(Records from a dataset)
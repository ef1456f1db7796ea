//! Error types for kindred core.
//!
//! Every error here is local to one candidate stream or one `dial` call.
//! Nothing in this module is fatal to a listening node: the orchestrator
//! reports a failed candidate and keeps going.
//!
//! # Error Categories
//!
//! - [`HandshakeError`]: authentication of a single stream failed
//! - [`SignalingError`]: the direct transport could not be negotiated
//! - [`SessionError`]: either of the above, or an authenticated stranger
//! - [`DialError`]: a whole `dial` call ended without a session

use crate::framing::FrameError;
use kindred_crypto::{CryptoError, PublicIdentity};
use kindred_discovery::SwarmError;
use std::borrow::Cow;
use thiserror::Error;

/// Handshake failures.
#[derive(Debug, Error, Clone, PartialEq, Eq)]
pub enum HandshakeError {
    /// Message had the wrong length or could not be parsed
    #[error("malformed input: {0}")]
    MalformedInput(Cow<'static, str>),

    /// Sealing, opening, key agreement or decryption failed
    #[error("cryptographic failure: {0}")]
    CryptoFailure(#[from] CryptoError),

    /// The peer did not prove possession of the claimed key
    #[error("challenge mismatch: authentication rejected")]
    ChallengeMismatch,

    /// The peer did not answer within the step timeout
    #[error("timed out while {0}")]
    Timeout(&'static str),

    /// The stream failed or closed mid-handshake
    #[error("transport error: {0}")]
    Transport(Cow<'static, str>),
}

impl HandshakeError {
    /// Whether the failure is a timeout
    #[must_use]
    pub fn is_timeout(&self) -> bool {
        matches!(self, Self::Timeout(_))
    }
}

impl From<FrameError> for HandshakeError {
    fn from(err: FrameError) -> Self {
        match err {
            FrameError::TooLarge { .. } => Self::MalformedInput(Cow::Owned(err.to_string())),
            FrameError::Truncated { .. } | FrameError::Io(_) => {
                Self::Transport(Cow::Owned(err.to_string()))
            }
        }
    }
}

/// Signaling handoff failures.
#[derive(Debug, Error)]
pub enum SignalingError {
    /// The local connector reported an error or stopped
    #[error("connector error: {0}")]
    Connector(Cow<'static, str>),

    /// A signaling unit could not be decoded
    #[error("malformed signaling message: {0}")]
    Malformed(String),

    /// Stream framing failed
    #[error("frame error: {0}")]
    Frame(#[from] FrameError),

    /// No direct transport within the signaling timeout
    #[error("signaling timed out")]
    Timeout,
}

impl From<serde_json::Error> for SignalingError {
    fn from(err: serde_json::Error) -> Self {
        Self::Malformed(err.to_string())
    }
}

/// Failure of one candidate stream in `serve` or `dial`.
#[derive(Debug, Error)]
pub enum SessionError {
    /// Authentication failed
    #[error("handshake failed: {0}")]
    Handshake(#[from] HandshakeError),

    /// Authenticated, but no direct transport was established
    #[error("signaling failed: {0}")]
    Signaling(#[from] SignalingError),

    /// Authenticated peer is not a known friend and strangers are refused
    #[error("unknown peer {}", .0.short())]
    UnknownPeer(PublicIdentity),
}

/// Failure of a whole `dial` call.
#[derive(Debug, Error)]
pub enum DialError {
    /// The swarm ran out of candidates without one authenticating
    #[error("no candidate authenticated")]
    Rejected,

    /// The dial deadline passed
    #[error("dial timed out")]
    TimedOut,

    /// The caller cancelled the dial
    #[error("dial cancelled")]
    Cancelled,

    /// The swarm refused to join the topic
    #[error("swarm error: {0}")]
    Swarm(#[from] SwarmError),
}

/// Configuration errors.
#[derive(Debug, Error, Clone, PartialEq, Eq)]
pub enum ConfigError {
    /// A configuration value is out of range
    #[error("invalid configuration: {0}")]
    Invalid(Cow<'static, str>),
}

/// Chat channel errors.
#[derive(Debug, Error)]
pub enum ChatError {
    /// Stream framing failed
    #[error("frame error: {0}")]
    Frame(#[from] FrameError),

    /// Message could not be encoded or decoded
    #[error("invalid chat message: {0}")]
    Json(#[from] serde_json::Error),
}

EXERCISE: Write down only the closing run of lines: the one containing "encoded or decoded" and every line after it to the end of the entries, exactly.

TASK ANSWER:
    /// Message could not be encoded or decoded
    #[error("invalid chat message: {0}")]
    Json(#[from] serde_json::Error),
}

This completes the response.